* _THE TASK_
Using the data that follows, return exactly the lines from the one that contains "for provider wiring." through the one that contains "deployment that wires", ends included.

* _RECORDS SUPPLIED_

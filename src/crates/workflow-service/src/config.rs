//! Service configuration, loaded from the environment.

use tooling::config::{get_env, get_env_or, get_env_parse_or};

use crate::api::error::ApiError;

#[derive(Debug, Clone)]
pub struct ServiceConfig {
    pub bind_addr: String,
    /// `None` selects the in-memory checkpointer; a deployment without this set
    /// loses checkpoint history across restarts, which the server logs loudly
    /// at startup rather than refusing to boot.
    pub database_url: Option<String>,
    pub llm_api_key: String,
    pub llm_base_url: String,
    pub llm_model: String,
    pub max_tool_call_iterations: u32,
    pub planner_retry_limit: u32,
    pub request_timeout_secs: u64,
}

impl ServiceConfig {
    pub fn from_env() -> Result<Self, ApiError> {
        let llm_api_key = get_env("WORKFLOW_LLM_API_KEY")
            .map_err(|e| ApiError::Internal(e.to_string()))?
            .ok_or_else(|| ApiError::Internal("WORKFLOW_LLM_API_KEY is required".to_string()))?;

        Ok(Self {
            bind_addr: get_env_or("WORKFLOW_BIND_ADDR", "0.0.0.0:8080").map_err(|e| ApiError::Internal(e.to_string()))?,
            database_url: get_env("WORKFLOW_DATABASE_URL").map_err(|e| ApiError::Internal(e.to_string()))?,
            llm_api_key,
            llm_base_url: get_env_or("WORKFLOW_LLM_BASE_URL", "https://api.anthropic.com")
                .map_err(|e| ApiError::Internal(e.to_string()))?,
            llm_model: get_env_or("WORKFLOW_LLM_MODEL", "claude-sonnet-4-5").map_err(|e| ApiError::Internal(e.to_string()))?,
            max_tool_call_iterations: get_env_parse_or("WORKFLOW_MAX_TOOL_CALL_ITERATIONS", 6u32)
                .map_err(|e| ApiError::Internal(e.to_string()))?,
            planner_retry_limit: get_env_parse_or("WORKFLOW_PLANNER_RETRY_LIMIT", 3u32)
                .map_err(|e| ApiError::Internal(e.to_string()))?,
            request_timeout_secs: get_env_parse_or("WORKFLOW_REQUEST_TIMEOUT_SECS", 60u64)
                .map_err(|e| ApiError::Internal(e.to_string()))?,
        })
    }
}

#[cfg(test)]
mod tests {
    use super::*;
    use std::sync::Mutex;

    static ENV_LOCK: Mutex<()> = Mutex::new(());

    #[test]
    fn from_env_requires_an_api_key() {
        let _guard = ENV_LOCK.lock().unwrap();
        std::env::remove_var("WORKFLOW_LLM_API_KEY");
        assert!(ServiceConfig::from_env().is_err());
    }

    #[test]
    fn from_env_applies_defaults() {
        let _guard = ENV_LOCK.lock().unwrap();
        std::env::set_var("WORKFLOW_LLM_API_KEY", "test-key");
        std::env::remove_var("WORKFLOW_DATABASE_URL");
        let config = ServiceConfig::from_env().unwrap();
        assert_eq!(config.bind_addr, "0.0.0.0:8080");
        assert!(config.database_url.is_none());
        assert_eq!(config.max_tool_call_iterations, 6);
        std::env::remove_var("WORKFLOW_LLM_API_KEY");
    }
}
//! Error types for tool registry construction and lookup.

use thiserror::Error;

pub type Result<T> = std::result::Result<T, RegistryError>;

#[derive(Debug, Error)]
pub enum RegistryError {
    /// A step referenced a tool id the registry has never heard of.
    #[error("unknown tool id: {0}")]
    UnknownTool(String),

    /// A caller-supplied credential bag was structurally invalid (not a string map).
    #[error("invalid credentials payload: {0}")]
    InvalidCredentials(String),
}
//! Tool-dispatch seam.
//!
//! [`ClaudeGateway`](crate::claude::ClaudeGateway) recognizes a tool-call request
//! in the model's text but does not itself know how to run tools — that's
//! deployment-specific (a local function, an MCP server, a sidecar HTTP service).
//! [`ToolDispatcher`] is the seam: the gateway only ever holds an
//! `Arc<dyn ToolDispatcher>`, the same pattern [`GatewayConfig`](crate::config::GatewayConfig)
//! uses for provider wiring.

use async_trait::async_trait;
use reqwest::Client;
use serde::{Deserialize, Serialize};

use crate::error::LlmError;

/// Runs a tool call requested mid-step and returns its result as text, folded
/// back into the conversation for the next model turn.
#[async_trait]
pub trait ToolDispatcher: Send + Sync {
    async fn dispatch(&self, tool_id: &str, step_description: &str) -> Result<String, LlmError>;
}

/// Disclosed default: acknowledges the call without running anything. A
/// deployment that wires real tools must supply a [`ToolDispatcher`] of its own
/// (e.g. [`HttpToolDispatcher`]) via [`ClaudeGateway::with_dispatcher`](crate::claude::ClaudeGateway::with_dispatcher).
pub struct NoopToolDispatcher;

#[async_trait]
impl ToolDispatcher for NoopToolDispatcher {
    async fn dispatch(&self, tool_id: &str, _step_description: &str) -> Result<String, LlmError> {
        Ok(format!("tool '{tool_id}' executed successfully"))
    }
}

/// Dispatches to a sidecar HTTP service: `POST {base_url}/tools/{tool_id}/invoke`
/// with `{step_description}`, expecting `{"result": string}` back.
pub struct HttpToolDispatcher {
    client: Client,
    base_url: String,
}

impl HttpToolDispatcher {
    pub fn new(base_url: impl Into<String>) -> Self {
        Self { client: Client::new(), base_url: base_url.into() }
    }
}

#[derive(Debug, Serialize)]
struct ToolInvokeRequest<'a> {
    step_description: &'a str,
}

#[derive(Debug, Deserialize)]
struct ToolInvokeResponse {
    result: String,
}

#[async_trait]
impl ToolDispatcher for HttpToolDispatcher {
    async fn dispatch(&self, tool_id: &str, step_description: &str) -> Result<String, LlmError> {
        let url = format!("{}/tools/{tool_id}/invoke", self.base_url);
        let response = self
            .client
            .post(&url)
            .json(&ToolInvokeRequest { step_description })
            .send()
            .await
            .map_err(LlmError::Http)?;

        if !response.status().is_success() {
            let status = response.status();
            let text = response.text().await.unwrap_or_default();
            return Err(LlmError::Provider(format!("tool dispatch for '{tool_id}' failed {status}: {text}")));
        }

        let parsed: ToolInvokeResponse = response.json().await.map_err(|e| LlmError::InvalidResponse(e.to_string()))?;
        Ok(parsed.result)
    }
}
//! Checkpoint data structures
//!
//! A checkpoint is an immutable snapshot of a thread's graph state, captured after
//! one graph-runtime node transition. Checkpoints for a thread form a linked list by
//! `parent_checkpoint_id`, newest first; there is exactly one root (no parent) per
//! thread.

use chrono::{DateTime, Utc};
use serde::{Deserialize, Serialize};
use serde_json::Value;
use uuid::Uuid;

/// Identifies which node produced a checkpoint.
#[derive(Debug, Clone, PartialEq, Eq, Serialize, Deserialize)]
pub enum CheckpointSource {
    Planner,
    Router,
    Executor,
    Synthesizer,
}

impl CheckpointSource {
    pub fn as_str(&self) -> &'static str {
        match self {
            CheckpointSource::Planner => "planner",
            CheckpointSource::Router => "router",
            CheckpointSource::Executor => "executor",
            CheckpointSource::Synthesizer => "synthesizer",
        }
    }
}

/// Metadata attached to a checkpoint, separate from the graph state payload itself.
#[derive(Debug, Clone, Serialize, Deserialize)]
pub struct CheckpointMetadata {
    /// Node that produced this checkpoint.
    pub source: CheckpointSource,
    /// Wall-clock time the checkpoint was written.
    pub created_at: DateTime<Utc>,
}

impl CheckpointMetadata {
    pub fn new(source: CheckpointSource) -> Self {
        Self {
            source,
            created_at: Utc::now(),
        }
    }
}

/// An immutable snapshot: a thread id, a checkpoint id, a link to its parent (if any),
/// the graph state payload at this point, and metadata about how it was produced.
///
/// `state` is stored as [`serde_json::Value`] rather than a generic type parameter:
/// every graph in this engine shares one fixed state shape (`GraphState` in
/// `workflow-core`), so there is no channel system to generalize over here.
#[derive(Debug, Clone, Serialize, Deserialize)]
pub struct Checkpoint {
    pub thread_id: String,
    pub checkpoint_id: String,
    pub parent_checkpoint_id: Option<String>,
    pub state: Value,
    pub metadata: CheckpointMetadata,
}

impl Checkpoint {
    pub fn new(
        thread_id: impl Into<String>,
        parent_checkpoint_id: Option<String>,
        state: Value,
        metadata: CheckpointMetadata,
    ) -> Self {
        Self {
            thread_id: thread_id.into(),
            checkpoint_id: Uuid::new_v4().to_string(),
            parent_checkpoint_id,
            state,
            metadata,
        }
    }
}

/// A single partial write recorded mid-transition, before the node's final checkpoint
/// is committed. Mirrors the `checkpoint_writes` table from the external interface
/// contract: `(thread_id, checkpoint_id, task_id, seq, channel, payload)`.
#[derive(Debug, Clone, Serialize, Deserialize)]
pub struct PendingWrite {
    pub task_id: String,
    pub seq: i64,
    pub channel: String,
    pub payload: Value,
}

#[cfg(test)]
mod tests {
    use super::*;

    #[test]
    fn checkpoint_gets_a_fresh_id_each_time() {
        let meta = CheckpointMetadata::new(CheckpointSource::Planner);
        let a = Checkpoint::new("t1", None, serde_json::json!({}), meta.clone());
        let b = Checkpoint::new("t1", None, serde_json::json!({}), meta);
        assert_ne!(a.checkpoint_id, b.checkpoint_id);
    }

    #[test]
    fn source_as_str_round_trips_through_serde() {
        let meta = CheckpointMetadata::new(CheckpointSource::Executor);
        assert_eq!(meta.source.as_str(), "executor");
    }
}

* _WRITTEN RESPONSE_
//! uses for provider wiring.

use async_trait::async_trait;
use reqwest::Client;
use serde::{Deserialize, Serialize};

use crate::error::LlmError;

/// Runs a tool call requested mid-step and returns its result as text, folded
/// back into the conversation for the next model turn.
#[async_trait]
pub trait ToolDispatcher: Send + Sync {
    async fn dispatch(&self, tool_id: &str, step_description: &str) -> Result<String, LlmError>;
}

/// Disclosed default: acknowledges the call without running anything. A
/// deployment that wires real tools must supply a [`ToolDispatcher`] of its own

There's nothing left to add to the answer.